Go Replace (gr) is a simple utility which can be used as replacement for grep + sed combination in one of most popular cases - find files, which contain something, possibly replace this with something else. Main points:

  • Reads .hgignore/.gitignore to skip files
  • Skips binaries
  • Familiar PCRE-like regexp syntax
  • Can perform replacements
  • Fast

Bonus:

  • Can search in file names with -f (i.e. a simple alternative to find)

Build Status

Releases and changelog

Why

Why do thing which is done by grep, find, and sed? Well, for one - I grew tired of typing long commands with pipes and ugly syntax. You want to search? Use grep. Replace? Use find and sed! Different syntax, context switching, etc. Switching from searching to replacing with gr is 'up one item in history and add a replacement string', much simpler!

Besides, it's also faster than grep! Hard to believe, and it's a bit of cheating - but gr by default ignores everything you have in your .hgignore and .gitignore files, skipping binary files and compiled bytecodes (which you usually don't want to touch anyway).
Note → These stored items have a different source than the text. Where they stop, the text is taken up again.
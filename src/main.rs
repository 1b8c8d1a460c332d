//! discshelf - identify and organize PS2 disc images.
//!
//! Usage:
//!   discshelf identify FILES...          Find the game ID inside each image
//!   discshelf move SOURCE DEST           Move an image, across volumes if needed
//!   discshelf rename FILE --id --name    Rename an image to `ID.Title.ext`
//!   discshelf fix FILES...               Identify and rename in one pass
//!   discshelf --help                     Show help

use std::io::Write;
use std::path::{Path, PathBuf};

use clap::{Parser, Subcommand};
use color_eyre::eyre::{Context, Result, bail};
use humansize::{BINARY, format_size};
use tracing::debug;
use tracing_subscriber::EnvFilter;

use discshelf_core::{
    MoveConfig, MoveResponse, ProgressPayload, ScanConfig, ScanOutcome, ScanResponse,
    TransferOutcome, TransferProgress,
};
use discshelf_ops::{MoveEvent, rename_game_file, start_move};
use discshelf_scan::{IdentifierScanner, scan_batch};

#[derive(Parser)]
#[command(
    name = "discshelf",
    version,
    about = "Identify and organize PS2 disc images",
    long_about = "discshelf reads the game ID embedded in PS2 disc images, looks up \
                  the title in an offline catalog, and moves or renames images to \
                  match the Open PS2 Loader layout."
)]
struct Cli {
    /// Catalog file to read titles from (may be repeated; tried in order)
    #[arg(long, global = true)]
    catalog: Vec<PathBuf>,

    /// Print machine-readable JSON responses
    #[arg(long, global = true)]
    json: bool,

    /// Increase log verbosity (-v debug, -vv trace)
    #[arg(short, long, global = true, action = clap::ArgAction::Count)]
    verbose: u8,

    #[command(subcommand)]
    command: Command,
}

#[derive(Subcommand)]
enum Command {
    /// Find the game ID inside each image
    Identify {
        /// Image files to scan
        #[arg(required = true)]
        files: Vec<PathBuf>,
    },

    /// Move an image to a directory or file path
    Move {
        /// Image to move
        source: PathBuf,

        /// Destination directory or file path
        destination: PathBuf,

        /// Copy buffer size in bytes when moving across volumes
        #[arg(long, default_value = "1048576")]
        chunk_size: usize,
    },

    /// Rename an image in place to `GAME_ID.Title.ext`
    Rename {
        /// Image to rename
        file: PathBuf,

        /// Game ID, e.g. SLUS_123.45
        #[arg(long)]
        id: String,

        /// Game title
        #[arg(long)]
        name: String,
    },

    /// Identify images and rename those with a known title
    Fix {
        /// Image files to fix
        #[arg(required = true)]
        files: Vec<PathBuf>,

        /// Show what would be renamed without touching anything
        #[arg(short = 'n', long)]
        dry_run: bool,
    },
}

#[tokio::main]
async fn main() -> Result<()> {
    color_eyre::install()?;

    let cli = Cli::parse();
    init_logging(cli.verbose);

    match cli.command {
        Command::Identify { files } => {
            let scanner = build_scanner(&cli.catalog)?;
            run_identify(&scanner, &files, cli.json)?;
        }
        Command::Move {
            source,
            destination,
            chunk_size,
        } => {
            let config = MoveConfig::builder()
                .chunk_size(chunk_size)
                .build()
                .context("Invalid move options")?;
            run_move(source, destination, config, cli.json).await?;
        }
        Command::Rename { file, id, name } => {
            run_rename(&file, &id, &name, cli.json)?;
        }
        Command::Fix { files, dry_run } => {
            let scanner = build_scanner(&cli.catalog)?;
            run_fix(&scanner, &files, dry_run)?;
        }
    }

    Ok(())
}

/// Log to stderr, filtered by `DISCSHELF_LOG` or the verbosity flag.
fn init_logging(verbose: u8) {
    let default_level = match verbose {
        0 => "warn",
        1 => "debug",
        _ => "trace",
    };
    let filter = EnvFilter::try_from_env("DISCSHELF_LOG")
        .unwrap_or_else(|_| EnvFilter::new(default_level));

    tracing_subscriber::fmt()
        .with_env_filter(filter)
        .with_writer(std::io::stderr)
        .without_time()
        .init();
}

fn build_scanner(catalog: &[PathBuf]) -> Result<IdentifierScanner> {
    let config = if catalog.is_empty() {
        ScanConfig::default()
    } else {
        ScanConfig::with_catalog_candidates(catalog.to_vec())
    };
    debug!(candidates = ?config.catalog_candidates, "catalog search path");
    IdentifierScanner::new(config).context("Invalid scan configuration")
}

/// Scan images and print one line (or JSON object) per file.
fn run_identify(scanner: &IdentifierScanner, files: &[PathBuf], json: bool) -> Result<()> {
    let results = scan_batch(scanner, files);

    if json {
        let responses: Vec<ScanResponse> = results
            .into_iter()
            .map(|entry| ScanResponse::from(entry.result))
            .collect();
        println!("{}", serde_json::to_string_pretty(&responses)?);
        return Ok(());
    }

    for entry in results {
        let path = entry.path.display();
        match entry.result {
            Ok(ScanOutcome::Identified(m)) => match m.title() {
                Some(title) => println!("{path}: {} ({title})", m.game_id()),
                None => println!("{path}: {} (title unknown)", m.game_id()),
            },
            Ok(ScanOutcome::Unidentified) => println!("{path}: could not identify"),
            Err(e) => eprintln!("{path}: error: {e}"),
        }
    }

    Ok(())
}

/// Move one image, drawing progress on stderr.
async fn run_move(
    source: PathBuf,
    destination: PathBuf,
    config: MoveConfig,
    json: bool,
) -> Result<()> {
    let mut rx = start_move(source, destination, config);
    let mut outcome = None;

    while let Some(event) = rx.recv().await {
        match event {
            MoveEvent::Progress(progress) => report_progress(&progress, json)?,
            MoveEvent::Complete(done) => outcome = Some(done),
        }
    }

    let Some(outcome) = outcome else {
        bail!("Move ended without reporting an outcome");
    };

    if json {
        println!("{}", serde_json::to_string(&MoveResponse::from(&outcome))?);
        return Ok(());
    }

    match outcome {
        TransferOutcome::Renamed { final_path } => println!("Moved to {}", final_path.display()),
        TransferOutcome::Copied { final_path } => {
            eprintln!();
            println!("Copied to {}", final_path.display());
        }
        TransferOutcome::Failed { reason } => {
            eprintln!();
            return Err(reason).context("Move failed");
        }
    }

    Ok(())
}

fn report_progress(progress: &TransferProgress, json: bool) -> Result<()> {
    let mut stderr = std::io::stderr().lock();
    if json {
        writeln!(stderr, "{}", serde_json::to_string(&ProgressPayload::from(progress))?)?;
    } else {
        write!(
            stderr,
            "\r{:>5.1}%  {} / {}  {:.1}s",
            progress.percent_rounded(),
            format_size(progress.copied_bytes, BINARY),
            format_size(progress.total_bytes, BINARY),
            progress.elapsed_rounded(),
        )?;
    }
    stderr.flush()?;
    Ok(())
}

fn run_rename(file: &Path, id: &str, name: &str, json: bool) -> Result<()> {
    let result = rename_game_file(file, id, name);

    if json {
        let response = match &result {
            Ok(path) => MoveResponse::moved(path),
            Err(e) => MoveResponse::failed(e.to_string()),
        };
        println!("{}", serde_json::to_string(&response)?);
        return Ok(());
    }

    let new_path = result.context("Rename failed")?;
    println!("Renamed to {}", new_path.display());
    Ok(())
}

/// Identify each image and rename the ones the catalog knows.
fn run_fix(scanner: &IdentifierScanner, files: &[PathBuf], dry_run: bool) -> Result<()> {
    let mut renamed = 0usize;
    let mut skipped = 0usize;

    for entry in scan_batch(scanner, files) {
        let path = entry.path.display();
        let m = match entry.result {
            Ok(ScanOutcome::Identified(m)) => m,
            Ok(ScanOutcome::Unidentified) => {
                println!("skip {path}: could not identify");
                skipped += 1;
                continue;
            }
            Err(e) => {
                eprintln!("skip {path}: {e}");
                skipped += 1;
                continue;
            }
        };

        let Some(title) = m.title() else {
            println!("skip {path}: {} not in catalog", m.game_id());
            skipped += 1;
            continue;
        };

        if dry_run {
            let name = discshelf_ops::game_file_name(&entry.path, m.game_id(), title);
            println!("would rename {path} -> {name}");
            continue;
        }

        match rename_game_file(&entry.path, m.game_id(), title) {
            Ok(new_path) => {
                println!("{path} -> {}", new_path.display());
                renamed += 1;
            }
            Err(e) => {
                eprintln!("skip {path}: {e}");
                skipped += 1;
            }
        }
    }

    if !dry_run {
        println!("{renamed} renamed, {skipped} skipped");
    }
    Ok(())
}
This is my reason to use it - less latency doing task I'm doing often.

Installation

Just download a suitable binary from release page. Put this file in your $PATH and rename it to gr to have easier access.

Building from source

You can also install it from source, if that's your thing:

go get github.com/piranha/goreplace

And you should be done. You have to have $GOPATH set for this to work (go will put sources and generated binary there). Add -u flag there to update your gr.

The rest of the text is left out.